Frank A Brownell designed and manufactured the first Brownie. It was a simple, black, rectangular box covered in imitation leather with nickelled fittings. It was what you would now call a simple point-and-shoot, hand-held camera. To take a “snapshot” all you had to do was hold the camera at waist height, aim, and turn a switch.

In its advertising campaign Kodak claimed the Brownie camera was “so simple they can easily be operated by any school boy or girl”, do you remember using one?

And looking back, it was so cheap as well. They were just $1, and film was 15 cents.
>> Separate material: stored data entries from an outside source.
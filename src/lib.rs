// Courier - typed in-process domain event dispatch for Rust
//
// This library resolves the handlers registered for each event's concrete
// type from a scoped registry and invokes them one after another, with
// cooperative cancellation.

// Re-export core functionality
pub use courier_events::*;

// Re-export optional crates
#[cfg(feature = "registry")]
pub use courier_registry;

#[cfg(feature = "config")]
pub use courier_config;

#[cfg(feature = "log")]
pub use courier_log;

#[cfg(feature = "testing")]
pub use courier_testing;

// Prelude for common imports
pub mod prelude {
    pub use crate::{
        CancellationToken, DispatchError, DispatcherConfig, Event, EventDispatcher, EventHandler,
        EventKind, HandlerError, HandlerRegistry, PendingEvents, ResolutionScope,
    };

    #[cfg(feature = "registry")]
    pub use courier_registry::{Lifetime, ServiceRegistry};

    pub use async_trait::async_trait;
    pub use std::sync::Arc;
}
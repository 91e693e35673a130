//! Handler contract and the erased handler values a registry hands out

use crate::event::{Event, EventKind};
use async_trait::async_trait;
use std::any::{Any, TypeId};
use std::fmt::{self, Debug};
use std::hash::{Hash, Hasher};
use std::sync::Arc;
use tokio_util::sync::CancellationToken;

/// Event handler contract for one event type
///
/// Any number of handlers may implement the contract for the same event type.
#[async_trait]
pub trait EventHandler<E: Event>: Send + Sync {
    /// Handle the event
    async fn handle(&self, event: &E, cancel: &CancellationToken) -> Result<(), HandlerError>;

    /// Name used in logs
    fn handler_name(&self) -> &'static str {
        std::any::type_name::<Self>()
    }
}

/// Error raised by a handler
///
/// The dispatcher never constructs these; it only passes them through.
#[derive(Debug, thiserror::Error)]
pub enum HandlerError {
    #[error("Handler failed: {0}")]
    HandlerFailed(String),

    #[error("Event processing error: {0}")]
    ProcessingError(String),

    #[error("Handler observed cancellation")]
    Cancelled,

    #[error(transparent)]
    Other(#[from] Box<dyn std::error::Error + Send + Sync>),
}

impl HandlerError {
    /// Wrap any error type
    pub fn other<E>(error: E) -> Self
    where
        E: std::error::Error + Send + Sync + 'static,
    {
        Self::Other(Box::new(error))
    }

    pub fn is_cancelled(&self) -> bool {
        matches!(self, Self::Cancelled)
    }
}

/// Runtime descriptor of the contract `dyn EventHandler<E>`
///
/// This is the key registries look handlers up by.
#[derive(Clone, Copy)]
pub struct HandlerContract {
    id: TypeId,
    name: &'static str,
    event: EventKind,
}

impl HandlerContract {
    pub fn of<E: Event>() -> Self {
        Self {
            id: TypeId::of::<dyn EventHandler<E>>(),
            name: std::any::type_name::<dyn EventHandler<E>>(),
            event: EventKind::of::<E>(),
        }
    }

    pub fn id(&self) -> TypeId {
        self.id
    }

    pub fn name(&self) -> &'static str {
        self.name
    }

    /// Event kind the contract is parameterized by
    pub fn event_kind(&self) -> EventKind {
        self.event
    }
}

impl PartialEq for HandlerContract {
    fn eq(&self, other: &Self) -> bool {
        self.id == other.id
    }
}

impl Eq for HandlerContract {}

impl Hash for HandlerContract {
    fn hash<H: Hasher>(&self, state: &mut H) {
        self.id.hash(state);
    }
}

impl Debug for HandlerContract {
    fn fmt(&self, f: &mut fmt::Formatter<'_>) -> fmt::Result {
        f.debug_tuple("HandlerContract").field(&self.name).finish()
    }
}

impl fmt::Display for HandlerContract {
    fn fmt(&self, f: &mut fmt::Formatter<'_>) -> fmt::Result {
        f.write_str(self.name)
    }
}

/// Erased handler value resolved from a registry
///
/// Holds an `Arc<dyn EventHandler<E>>` behind `dyn Any` together with the
/// contract it was registered under.
#[derive(Clone)]
pub struct HandlerInstance {
    inner: Arc<dyn Any + Send + Sync>,
    contract: HandlerContract,
    name: &'static str,
}

impl HandlerInstance {
    /// Erase a concrete handler
    pub fn new<E, H>(handler: H) -> Self
    where
        E: Event,
        H: EventHandler<E> + 'static,
    {
        Self::from_shared::<E>(Arc::new(handler))
    }

    /// Erase an already shared handler
    pub fn from_shared<E: Event>(handler: Arc<dyn EventHandler<E>>) -> Self {
        let name = handler.handler_name();
        Self {
            inner: Arc::new(handler),
            contract: HandlerContract::of::<E>(),
            name,
        }
    }

    /// Contract the handler was registered under
    pub fn contract(&self) -> HandlerContract {
        self.contract
    }

    pub fn handler_name(&self) -> &'static str {
        self.name
    }

    /// Narrow back to the typed contract
    pub fn downcast<E: Event>(&self) -> Option<Arc<dyn EventHandler<E>>> {
        self.inner
            .downcast_ref::<Arc<dyn EventHandler<E>>>()
            .cloned()
    }

    /// Whether two instances share the same handler allocation
    pub fn ptr_eq(&self, other: &Self) -> bool {
        Arc::ptr_eq(&self.inner, &other.inner)
    }
}

impl Debug for HandlerInstance {
    fn fmt(&self, f: &mut fmt::Formatter<'_>) -> fmt::Result {
        f.debug_struct("HandlerInstance")
            .field("handler", &self.name)
            .field("contract", &self.contract)
            .finish()
    }
}
//! Dispatch errors

use crate::handler::HandlerError;
use crate::registry::RegistryError;

/// Error returned by a dispatch call
///
/// Handler and registry failures are carried as-is; the dispatcher never
/// aggregates or retries.
#[derive(Debug, thiserror::Error)]
pub enum DispatchError {
    #[error("Dispatch cancelled")]
    Cancelled,

    #[error(transparent)]
    Registry(#[from] RegistryError),

    #[error(transparent)]
    Handler(#[from] HandlerError),

    #[error("Event of kind {actual} passed to wrapper for {expected}")]
    EventKindMismatch {
        expected: &'static str,
        actual: &'static str,
    },

    #[error("Registry returned an absent handler entry for {contract}")]
    AbsentHandler { contract: &'static str },
}

impl DispatchError {
    /// Whether the work was abandoned rather than failed
    ///
    /// True for the dispatcher's own cancellation and for handlers that
    /// report [`HandlerError::Cancelled`].
    pub fn is_cancelled(&self) -> bool {
        match self {
            Self::Cancelled => true,
            Self::Handler(error) => error.is_cancelled(),
            _ => false,
        }
    }

    /// The handler error, when a handler failed
    pub fn handler_error(&self) -> Option<&HandlerError> {
        match self {
            Self::Handler(error) => Some(error),
            _ => None,
        }
    }
}
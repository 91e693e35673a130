// Sample events for tests

use courier_events::Event;
use std::sync::Arc;

/// Events that can describe themselves in a call trace
pub trait Labeled {
    fn label(&self) -> String;
}

/// Sample event: an account was opened
#[derive(Debug, Clone, PartialEq, Eq)]
pub struct AccountOpened {
    pub seq: u32,
}

impl Event for AccountOpened {}

impl Labeled for AccountOpened {
    fn label(&self) -> String {
        format!("AccountOpened#{}", self.seq)
    }
}

/// Sample event: funds were deposited
#[derive(Debug, Clone, PartialEq, Eq)]
pub struct FundsDeposited {
    pub seq: u32,
    pub amount: u64,
}

impl Event for FundsDeposited {}

impl Labeled for FundsDeposited {
    fn label(&self) -> String {
        format!("FundsDeposited#{}", self.seq)
    }
}

/// Sample event with no handlers in most tests
#[derive(Debug, Clone, PartialEq, Eq)]
pub struct AccountFrozen {
    pub seq: u32,
}

impl Event for AccountFrozen {}

impl Labeled for AccountFrozen {
    fn label(&self) -> String {
        format!("AccountFrozen#{}", self.seq)
    }
}

/// Erase a single event for a dispatch batch
pub fn erased<E: Event>(event: E) -> Arc<dyn Event> {
    Arc::new(event)
}
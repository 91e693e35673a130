// Configuration management for Courier

pub mod env;
pub mod error;
pub mod loader;
pub mod settings;
pub mod validation;

pub use env::EnvLoader;
pub use error::{ConfigError, Result};
pub use loader::{ConfigLoader, FileFormat};
pub use settings::{CourierSettings, LogSettings};
pub use validation::{ConfigValidator, Validate};

use parking_lot::RwLock;
use serde::de::DeserializeOwned;
use std::collections::HashMap;
use std::path::Path;
use std::sync::Arc;
use tracing::debug;

/// Layered key/value configuration
///
/// Keys are dotted paths (`dispatcher.enable_logging`). Later loads
/// overwrite earlier ones, so load files first and the environment last.
#[derive(Clone)]
pub struct ConfigManager {
    config: Arc<RwLock<HashMap<String, serde_json::Value>>>,
    env_prefix: Option<String>,
}

impl ConfigManager {
    pub fn new() -> Self {
        Self {
            config: Arc::new(RwLock::new(HashMap::new())),
            env_prefix: None,
        }
    }

    /// Create with environment variable prefix
    pub fn with_prefix(prefix: impl Into<String>) -> Self {
        Self {
            config: Arc::new(RwLock::new(HashMap::new())),
            env_prefix: Some(prefix.into()),
        }
    }

    /// Load configuration from environment variables
    pub fn load_env(&self) -> Result<()> {
        let loader = EnvLoader::new(self.env_prefix.clone());
        let env_vars = loader.load()?;
        let count = env_vars.len();

        self.config.write().extend(env_vars);

        debug!(keys = count, prefix = ?self.env_prefix, "Loaded configuration from environment");
        Ok(())
    }

    /// Load a `.env` file into the process environment, then the environment
    ///
    /// Without a path, a missing `.env` in the working directory is ignored.
    pub fn load_dotenv(&self, path: Option<&Path>) -> Result<()> {
        match path {
            Some(path) => {
                dotenvy::from_path(path).map_err(|e| ConfigError::LoadError(e.to_string()))?;
            }
            None => {
                dotenvy::dotenv().ok();
            }
        }
        self.load_env()
    }

    /// Load configuration from a file, detecting the format from its extension
    pub fn load_file(&self, path: impl AsRef<Path>) -> Result<()> {
        let loader = ConfigLoader::auto(&path)?;
        self.load_file_as(path, loader)
    }

    /// Load configuration from a file with an explicit loader
    ///
    /// `.env` files use this manager's prefix unless the loader sets its own.
    pub fn load_file_as(&self, path: impl AsRef<Path>, file_loader: ConfigLoader) -> Result<()> {
        let file_loader = file_loader.or_env_prefix(self.env_prefix.clone());
        let entries = loader::flatten(file_loader.load_file(&path)?);
        let count = entries.len();

        self.config.write().extend(entries);

        debug!(keys = count, path = %path.as_ref().display(), "Loaded configuration file");
        Ok(())
    }

    /// Set a configuration value
    pub fn set<T: serde::Serialize>(&self, key: &str, value: T) -> Result<()> {
        let json_value = serde_json::to_value(value)
            .map_err(|e| ConfigError::SerializationError(e.to_string()))?;

        self.config.write().insert(key.to_string(), json_value);
        Ok(())
    }

    /// Get a configuration value
    pub fn get<T: DeserializeOwned>(&self, key: &str) -> Result<T> {
        self.get_opt(key)?
            .ok_or_else(|| ConfigError::KeyNotFound(key.to_string()))
    }

    /// Get a value if the key exists
    pub fn get_opt<T: DeserializeOwned>(&self, key: &str) -> Result<Option<T>> {
        let value = match self.config.read().get(key) {
            Some(value) => value.clone(),
            None => return Ok(None),
        };

        serde_json::from_value(value)
            .map(Some)
            .map_err(|e| ConfigError::InvalidValue {
                key: key.to_string(),
                reason: e.to_string(),
            })
    }

    /// Get a configuration value with default
    pub fn get_or<T: DeserializeOwned>(&self, key: &str, default: T) -> T {
        self.get(key).unwrap_or(default)
    }

    pub fn has(&self, key: &str) -> bool {
        self.config.read().contains_key(key)
    }

    pub fn keys(&self) -> Vec<String> {
        self.config.read().keys().cloned().collect()
    }

    /// Merge configuration from another manager, overwriting shared keys
    pub fn merge(&self, other: &ConfigManager) {
        let other_config = other.config.read().clone();
        self.config.write().extend(other_config);
    }

    /// Typed Courier settings from the loaded keys
    pub fn settings(&self) -> Result<CourierSettings> {
        CourierSettings::from_manager(self)
    }
}

impl Default for ConfigManager {
    fn default() -> Self {
        Self::new()
    }
}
Kodak heavily marketed the Brownie camera to children – kids under the age of 16 were encouraged to join the Brownie Camera Club, a free club in which they could earn prizes for good photos.

It’s no surprise then that the success of the Brownie camera was enormous. In the first year, 150,000 cameras were shipped. The success continued for 70 years, with over 120 camera models such as the No 1 and No 2 Brownie, as well as the Target, Beau and Hawkeye.

There were also some minor physical changes to the revolutionary Brownie – usually black, they sometimes came in other colours and some even had flash.

With a handheld Brownie camera anyone could start taking pictures, making photography popular and spontaneous – you could do it anywhere.

Today we remember the amazing Brownie camera or you might have called them the Box Brownie. Were you lucky enough to have one as a kid?